Agent Protocol codifies essential APIs for managing LLM agents in production. Designed to facilitate atomic executions, multi-turn interactions, and long-term memory, it streamlines the complexities of API design for agent-based applications. Explore its comprehensive specs and contribute to the community-driven advancements.
Agent Protocol is a groundbreaking initiative designed to establish a framework-agnostic API that facilitates the deployment of LLM (Large Language Model) agents in production environments. This documentation not only elucidates the core purpose of the protocol but also highlights the necessity for each of the specified endpoints. Additionally, we outline our roadmap for future developments, inviting community contributions for alternative implementations beyond our own.
For a comprehensive view of the API, explore the full OpenAPI documentation here and access the JSON specification here.
Value Proposition of Agent Protocol
The primary question tackled by Agent Protocol is: What is the optimal API for serving an LLM application in a production setting? We propose that the solution centers around three pivotal concepts:
- Runs: APIs dedicated to executing agents.
- Threads: APIs that structure multi-turn executions of agents.
- Store: APIs designed for managing long-term memory.
Features
Runs: Atomic Agent Executions
Our API supports two paradigms for launching agent runs:
- Fire and Forget: Initiate a run in the background without waiting for completion.
- Waiting on a Reply: Launch a run and either block until it finishes or poll for its output.
The API also includes CRUD functionality for agent executions, encompassing:
- Listing and retrieving runs.
- Canceling and deleting runs.
Flexible output consumption methods are also provided, including:
- Accessing the final state of runs.
- Multiple streaming output options, such as token-by-token streams or intermediate steps.
- Reconnecting to output streams in case of disconnections.
Key Endpoints Include:
- List Runs:
GET /threads/{thread_id}/runs
- Create a Run:
POST /threads/{thread_id}/runs
- Get a Run's Status:
GET /threads/{thread_id}/runs/{run_id}
Threads: Multi-Turn Interactions
To facilitate multi-turn interactions, we offer:
- Persistent State Management: Get and modify the state of threads, track historical changes, and optimize storage through differential storage techniques.
- Concurrency Controls: Ensure that only one run per thread is active, alongside options for handling concurrent executions.
Endpoints Include:
- Create a Thread:
POST /threads
- Get Latest Thread State:
GET /threads/{thread_id}/state
Store: Long-Term Memory
Our memory API provides:
- Customizable Memory Scopes: Enables memory storage and retrieval associated with users, threads, assistants, and organizations.
- Flexible Storage Options: Supporting both simple and structured memory data with CRUD operations.

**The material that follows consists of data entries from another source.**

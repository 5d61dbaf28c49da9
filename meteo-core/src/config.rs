use anyhow::{Context, Result, anyhow};
use directories::ProjectDirs;
use serde::{Deserialize, Serialize};
use std::{fs, path::PathBuf};

/// Current-weather endpoint of OpenWeatherMap.
pub const DEFAULT_WEATHER_URL: &str = "https://api.openweathermap.org/data/2.5/weather";

/// Country-name service; answers `GET {base}/{alpha2}?lang=..`.
pub const DEFAULT_COUNTRY_URL: &str = "https://db.ig.he-arc.ch/ens/scl/ws/country";

/// Weather provider settings (endpoint + credentials).
#[derive(Debug, Clone, PartialEq, Serialize, Deserialize)]
pub struct WeatherConfig {
    pub base_url: String,
    pub api_key: Option<String>,
}

impl Default for WeatherConfig {
    fn default() -> Self {
        Self { base_url: DEFAULT_WEATHER_URL.to_string(), api_key: None }
    }
}

/// Country-name service settings.
#[derive(Debug, Clone, PartialEq, Serialize, Deserialize)]
pub struct CountryConfig {
    pub base_url: String,
}

impl Default for CountryConfig {
    fn default() -> Self {
        Self { base_url: DEFAULT_COUNTRY_URL.to_string() }
    }
}

/// Top-level configuration stored on disk.
#[derive(Debug, Clone, PartialEq, Serialize, Deserialize, Default)]
pub struct Config {
    /// Language hint used when none is given per call, e.g. "fr".
    pub lang: Option<String>,

    /// Path to the SQLite database. Persistence is skipped when unset.
    pub database: Option<PathBuf>,

    #[serde(default)]
    pub weather: WeatherConfig,

    #[serde(default)]
    pub country: CountryConfig,
}

impl Config {
    /// Load config from disk, or return an empty default if it doesn't exist yet.
    pub fn load() -> Result<Self> {
        let path = Self::config_file_path()?;
        if !path.exists() {
            // First run: no config file, return empty.
            return Ok(Self::default());
        }

        let contents = fs::read_to_string(&path)
            .with_context(|| format!("Failed to read config file: {}", path.display()))?;

        let cfg: Config = toml::from_str(&contents)
            .with_context(|| format!("Failed to parse config file: {}", path.display()))?;

        Ok(cfg)
    }

    /// Save config to disk, creating parent directories as needed.
    pub fn save(&self) -> Result<()> {
        let path = Self::config_file_path()?;

        if let Some(parent) = path.parent() {
            fs::create_dir_all(parent).with_context(|| {
                format!("Failed to create config directory: {}", parent.display())
            })?;
        }

        let toml =
            toml::to_string_pretty(self).context("Failed to serialize configuration to TOML")?;

        fs::write(&path, toml)
            .with_context(|| format!("Failed to write config file: {}", path.display()))?;

        Ok(())
    }

    /// Path to the config file.
    pub fn config_file_path() -> Result<PathBuf> {
        let dirs = ProjectDirs::from("ch", "hearc", "meteo")
            .ok_or_else(|| anyhow!("Could not determine platform config directory"))?;

        Ok(dirs.config_dir().join("config.toml"))
    }

    /// Returns the weather API key, if a non-empty one is configured.
    pub fn weather_api_key(&self) -> Option<&str> {
        self.weather.api_key.as_deref().filter(|key| !key.trim().is_empty())
    }
}
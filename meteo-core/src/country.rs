use crate::{error::ResolutionError, model::Country};
use async_trait::async_trait;
use std::fmt::Debug;

pub mod client;
pub mod fallback;

pub use client::CountryServiceClient;

/// Turns an ISO alpha-2 code into a country with a display name.
///
/// One outbound call per invocation, no retries. The acquisition service
/// treats any failure here as a cue to use [`fallback`], never as fatal.
#[async_trait]
pub trait CountryResolver: Send + Sync + Debug {
    async fn resolve(&self, alpha2: &str, lang: Option<&str>) -> Result<Country, ResolutionError>;
}
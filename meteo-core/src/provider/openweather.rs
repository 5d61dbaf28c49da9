use async_trait::async_trait;
use chrono::Utc;
use reqwest::Client;
use serde::Deserialize;

use crate::{
    error::ProviderError,
    model::{Country, Observation, Station},
};

use super::WeatherProvider;

/// Client for the OpenWeatherMap current-weather endpoint.
#[derive(Debug, Clone)]
pub struct OpenWeatherMapClient {
    base_url: String,
    api_key: String,
    http: Client,
}

impl OpenWeatherMapClient {
    pub fn new(base_url: String, api_key: String) -> Self {
        Self {
            base_url,
            api_key,
            http: Client::new(),
        }
    }
}

#[async_trait]
impl WeatherProvider for OpenWeatherMapClient {
    async fn fetch(
        &self,
        latitude: f64,
        longitude: f64,
        lang: Option<&str>,
    ) -> Result<Station, ProviderError> {
        let mut query = vec![
            ("lat", latitude.to_string()),
            ("lon", longitude.to_string()),
            ("appid", self.api_key.clone()),
            ("units", "metric".to_string()),
        ];
        if let Some(lang) = lang.map(str::trim).filter(|l| !l.is_empty()) {
            query.push(("lang", lang.to_string()));
        }

        let res = self.http.get(&self.base_url).query(&query).send().await?;

        let status = res.status();
        let body = res.text().await?;

        if !status.is_success() {
            return Err(ProviderError::Status {
                status,
                body: truncate_body(&body),
            });
        }

        let parsed: OwmResponse = serde_json::from_str(&body)?;

        Ok(parsed.into_station())
    }
}

#[derive(Debug, Deserialize)]
struct OwmCoord {
    lat: Option<f64>,
    lon: Option<f64>,
}

#[derive(Debug, Deserialize)]
struct OwmWeather {
    description: Option<String>,
}

#[derive(Debug, Deserialize)]
struct OwmMain {
    temp: Option<f64>,
    pressure: Option<f64>,
    humidity: Option<f64>,
}

#[derive(Debug, Deserialize)]
struct OwmSys {
    country: Option<String>,
}

/// Rain section, only present when there is precipitation.
#[derive(Debug, Deserialize)]
struct OwmRain {
    #[serde(rename = "1h")]
    one_hour: Option<f64>,
}

#[derive(Debug, Deserialize)]
struct OwmResponse {
    name: Option<String>,
    id: Option<i64>,
    coord: Option<OwmCoord>,
    weather: Option<Vec<OwmWeather>>,
    main: Option<OwmMain>,
    visibility: Option<i64>,
    sys: Option<OwmSys>,
    rain: Option<OwmRain>,
}

impl OwmResponse {
    /// Station with exactly one observation. The observation is stamped with
    /// the capture instant, never with the provider's `dt` field.
    fn into_station(self) -> Station {
        let country = self
            .sys
            .and_then(|sys| sys.country.as_deref().and_then(Country::from_code));

        let observation = Observation {
            measured_at: Utc::now(),
            temperature: self.main.as_ref().and_then(|m| m.temp),
            pressure: self.main.as_ref().and_then(|m| m.pressure),
            humidity: self.main.as_ref().and_then(|m| m.humidity),
            visibility_m: self.visibility,
            precipitation_mm: self.rain.and_then(|r| r.one_hour),
            condition: self
                .weather
                .and_then(|w| w.into_iter().next())
                .and_then(|w| w.description),
        };

        let mut station = Station {
            name: self.name.unwrap_or_default(),
            latitude: self.coord.as_ref().and_then(|c| c.lat),
            longitude: self.coord.as_ref().and_then(|c| c.lon),
            provider_id: self.id,
            country,
            observations: Vec::new(),
        };
        station.add_observation(observation);
        station
    }
}

fn truncate_body(body: &str) -> String {
    const MAX: usize = 200;
    if body.len() > MAX {
        format!("{}...", &body[..MAX])
    } else {
        body.to_string()
    }
}

#[cfg(test)]
mod tests {
    use super::*;

    fn geneva_json() -> &'static str {
        r#"{
            "coord": {"lon": 6.1457, "lat": 46.2022},
            "weather": [{"main": "Clouds", "description": "couvert", "icon": "04d"}],
            "main": {"temp": 21.4, "feels_like": 21.1, "pressure": 1018, "humidity": 62},
            "visibility": 10000,
            "dt": 946684800,
            "sys": {"country": "CH"},
            "rain": {"1h": 0.4},
            "id": 2660646,
            "name": "Geneva"
        }"#
    }

    #[test]
    fn maps_full_payload() {
        let parsed: OwmResponse = serde_json::from_str(geneva_json()).expect("payload should parse");
        let station = parsed.into_station();

        assert_eq!(station.name, "Geneva");
        assert_eq!(station.latitude, Some(46.2022));
        assert_eq!(station.longitude, Some(6.1457));
        assert_eq!(station.provider_id, Some(2660646));
        assert_eq!(station.country.as_ref().map(|c| c.code.as_str()), Some("CH"));
        assert!(station.country.as_ref().is_some_and(|c| c.name.is_none()));

        assert_eq!(station.observations.len(), 1);
        let obs = &station.observations[0];
        assert_eq!(obs.temperature, Some(21.4));
        assert_eq!(obs.pressure, Some(1018.0));
        assert_eq!(obs.humidity, Some(62.0));
        assert_eq!(obs.visibility_m, Some(10000));
        assert_eq!(obs.precipitation_mm, Some(0.4));
        assert_eq!(obs.condition.as_deref(), Some("couvert"));
    }

    #[test]
    fn timestamp_is_capture_instant_not_provider_dt() {
        // dt above is 2000-01-01; the observation must be stamped "now".
        let parsed: OwmResponse = serde_json::from_str(geneva_json()).expect("payload should parse");
        let station = parsed.into_station();
        let age = Utc::now() - station.observations[0].measured_at;
        assert!(age.num_seconds().abs() < 5);
    }

    #[test]
    fn missing_sections_map_to_absent_fields() {
        let parsed: OwmResponse =
            serde_json::from_str(r#"{"name": "Nowhere"}"#).expect("payload should parse");
        let station = parsed.into_station();

        assert_eq!(station.name, "Nowhere");
        assert_eq!(station.coordinates(), None);
        assert_eq!(station.country, None);

        let obs = &station.observations[0];
        assert_eq!(obs.temperature, None);
        assert_eq!(obs.pressure, None);
        assert_eq!(obs.humidity, None);
        assert_eq!(obs.visibility_m, None);
        assert_eq!(obs.precipitation_mm, None);
        assert_eq!(obs.condition, None);
    }

    #[test]
    fn blank_country_code_is_dropped() {
        let parsed: OwmResponse =
            serde_json::from_str(r#"{"name": "X", "sys": {"country": "  "}}"#)
                .expect("payload should parse");
        assert_eq!(parsed.into_station().country, None);
    }
}
//! End-to-end pipeline test: fetch from a mock weather service, enrich from
//! a mock country service, persist to an in-memory store, query back.

use meteo_core::{
    AcquisitionService, CountryServiceClient, OpenWeatherMapClient, PersistenceOutcome,
    SqliteObservationStore,
};
use wiremock::matchers::{method, path};
use wiremock::{Mock, MockServer, ResponseTemplate};

async fn mock_backend() -> MockServer {
    let mock_server = MockServer::start().await;

    Mock::given(method("GET"))
        .and(path("/weather"))
        .respond_with(ResponseTemplate::new(200).set_body_json(serde_json::json!({
            "coord": {"lon": 6.1457, "lat": 46.2022},
            "weather": [{"description": "couvert"}],
            "main": {"temp": 21.4, "pressure": 1018, "humidity": 62},
            "visibility": 10000,
            "sys": {"country": "CH"},
            "id": 2660646,
            "name": "Geneva"
        })))
        .mount(&mock_server)
        .await;

    Mock::given(method("GET"))
        .and(path("/country/ch"))
        .respond_with(ResponseTemplate::new(200).set_body_json(serde_json::json!({
            "code": "ch",
            "name": "Suisse"
        })))
        .mount(&mock_server)
        .await;

    mock_server
}

fn service(server: &MockServer) -> AcquisitionService {
    AcquisitionService::new(
        Box::new(OpenWeatherMapClient::new(
            format!("{}/weather", server.uri()),
            "test-key".to_string(),
        )),
        Box::new(CountryServiceClient::new(format!("{}/country", server.uri()))),
        Some(Box::new(SqliteObservationStore::in_memory().expect("in-memory store should open"))),
    )
}

#[tokio::test]
async fn acquired_station_is_enriched_persisted_and_queryable() {
    let mock_server = mock_backend().await;
    let svc = service(&mock_server);

    let acquisition = svc.acquire(46.2022, 6.1457, Some("fr")).await.unwrap();

    assert_eq!(acquisition.persistence, PersistenceOutcome::Saved);
    let country = acquisition.station.country.as_ref().expect("country should be present");
    assert_eq!(country.code, "CH");
    assert_eq!(country.name.as_deref(), Some("Suisse"));

    assert_eq!(svc.saved_station_names(), vec!["Geneva".to_string()]);

    let dates = svc.observation_dates("Geneva");
    assert_eq!(dates.len(), 1);

    let stored = svc.observation_at("Geneva", dates[0]).expect("observation should be stored");
    assert_eq!(stored.temperature, Some(21.4));
    assert_eq!(stored.condition.as_deref(), Some("couvert"));
}

#[tokio::test]
async fn refetching_a_known_station_appends_an_observation() {
    let mock_server = mock_backend().await;
    let svc = service(&mock_server);

    svc.acquire(46.2022, 6.1457, Some("fr")).await.unwrap();
    let acquisition = svc.acquire_for_known_station("Geneva", Some("fr")).await.unwrap();

    assert_eq!(acquisition.persistence, PersistenceOutcome::Saved);
    assert_eq!(svc.saved_station_names(), vec!["Geneva".to_string()]);
    assert_eq!(svc.observation_dates("Geneva").len(), 2);
}

#[tokio::test]
async fn unreachable_country_service_degrades_to_local_fallback() {
    let mock_server = MockServer::start().await;

    Mock::given(method("GET"))
        .and(path("/weather"))
        .respond_with(ResponseTemplate::new(200).set_body_json(serde_json::json!({
            "sys": {"country": "CH"},
            "name": "Geneva"
        })))
        .mount(&mock_server)
        .await;

    // No /country mock: every resolution attempt gets a 404.
    let svc = service(&mock_server);

    let acquisition = svc.acquire(46.2022, 6.1457, Some("fr")).await.unwrap();
    let country = acquisition.station.country.as_ref().expect("country should be present");

    assert_eq!(country.code, "CH");
    assert_eq!(country.name.as_deref(), Some("Suisse"));
}
//! Local country-name table, used when the country service is unreachable
//! or returns no name. Covers the codes the weather provider commonly
//! reports; an unknown code or language simply yields `None` and the
//! station keeps its bare code.

/// Look up a display name for `(code, lang)`. The language hint defaults to
/// French, like the rest of the pipeline; region subtags ("fr-CH") are
/// reduced to their primary subtag.
pub fn display_name(alpha2: &str, lang: Option<&str>) -> Option<&'static str> {
    let code = alpha2.trim().to_uppercase();
    let lang = lang
        .map(str::trim)
        .filter(|l| !l.is_empty())
        .unwrap_or("fr")
        .to_lowercase();
    let primary = lang.split(['-', '_']).next().unwrap_or("");

    match primary {
        "fr" => french(&code),
        "en" => english(&code),
        _ => None,
    }
}

fn french(code: &str) -> Option<&'static str> {
    let name = match code {
        "AR" => "Argentine",
        "AT" => "Autriche",
        "AU" => "Australie",
        "BE" => "Belgique",
        "BR" => "Brésil",
        "CA" => "Canada",
        "CH" => "Suisse",
        "CN" => "Chine",
        "CZ" => "Tchéquie",
        "DE" => "Allemagne",
        "DK" => "Danemark",
        "DZ" => "Algérie",
        "EG" => "Égypte",
        "ES" => "Espagne",
        "FI" => "Finlande",
        "FR" => "France",
        "GB" => "Royaume-Uni",
        "GR" => "Grèce",
        "IE" => "Irlande",
        "IN" => "Inde",
        "IT" => "Italie",
        "JP" => "Japon",
        "LU" => "Luxembourg",
        "MA" => "Maroc",
        "MX" => "Mexique",
        "NL" => "Pays-Bas",
        "NO" => "Norvège",
        "NZ" => "Nouvelle-Zélande",
        "PL" => "Pologne",
        "PT" => "Portugal",
        "SE" => "Suède",
        "SN" => "Sénégal",
        "TN" => "Tunisie",
        "TR" => "Turquie",
        "US" => "États-Unis",
        "ZA" => "Afrique du Sud",
        _ => return None,
    };
    Some(name)
}

fn english(code: &str) -> Option<&'static str> {
    let name = match code {
        "AR" => "Argentina",
        "AT" => "Austria",
        "AU" => "Australia",
        "BE" => "Belgium",
        "BR" => "Brazil",
        "CA" => "Canada",
        "CH" => "Switzerland",
        "CN" => "China",
        "CZ" => "Czechia",
        "DE" => "Germany",
        "DK" => "Denmark",
        "DZ" => "Algeria",
        "EG" => "Egypt",
        "ES" => "Spain",
        "FI" => "Finland",
        "FR" => "France",
        "GB" => "United Kingdom",
        "GR" => "Greece",
        "IE" => "Ireland",
        "IN" => "India",
        "IT" => "Italy",
        "JP" => "Japan",
        "LU" => "Luxembourg",
        "MA" => "Morocco",
        "MX" => "Mexico",
        "NL" => "Netherlands",
        "NO" => "Norway",
        "NZ" => "New Zealand",
        "PL" => "Poland",
        "PT" => "Portugal",
        "SE" => "Sweden",
        "SN" => "Senegal",
        "TN" => "Tunisia",
        "TR" => "Turkey",
        "US" => "United States",
        "ZA" => "South Africa",
        _ => return None,
    };
    Some(name)
}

- Efficient Search Capabilities: Retrieve memories using various filters and attributes.
Endpoint Overview:
- Create or Update Memory Item:
PUT /store/items
- Delete Memory Item:
DELETE /store/items
Roadmap
We continuously seek to enhance Agent Protocol with future roadmap items, including:
- Implementing a Store endpoint for vector searches over memory entries.
- Adding functionality to
POST /threads/{thread_id}/runs/{run_id}/stream
for event replay capabilities. - Allowing concurrent runs on the same thread through API parameter adjustments.
- Contributing ideas and requirements through community engagement.
By standardizing how LLM agents interact in production, Agent Protocol is set to revolutionize API usage in AI-driven applications, ensuring robust and efficient deployments.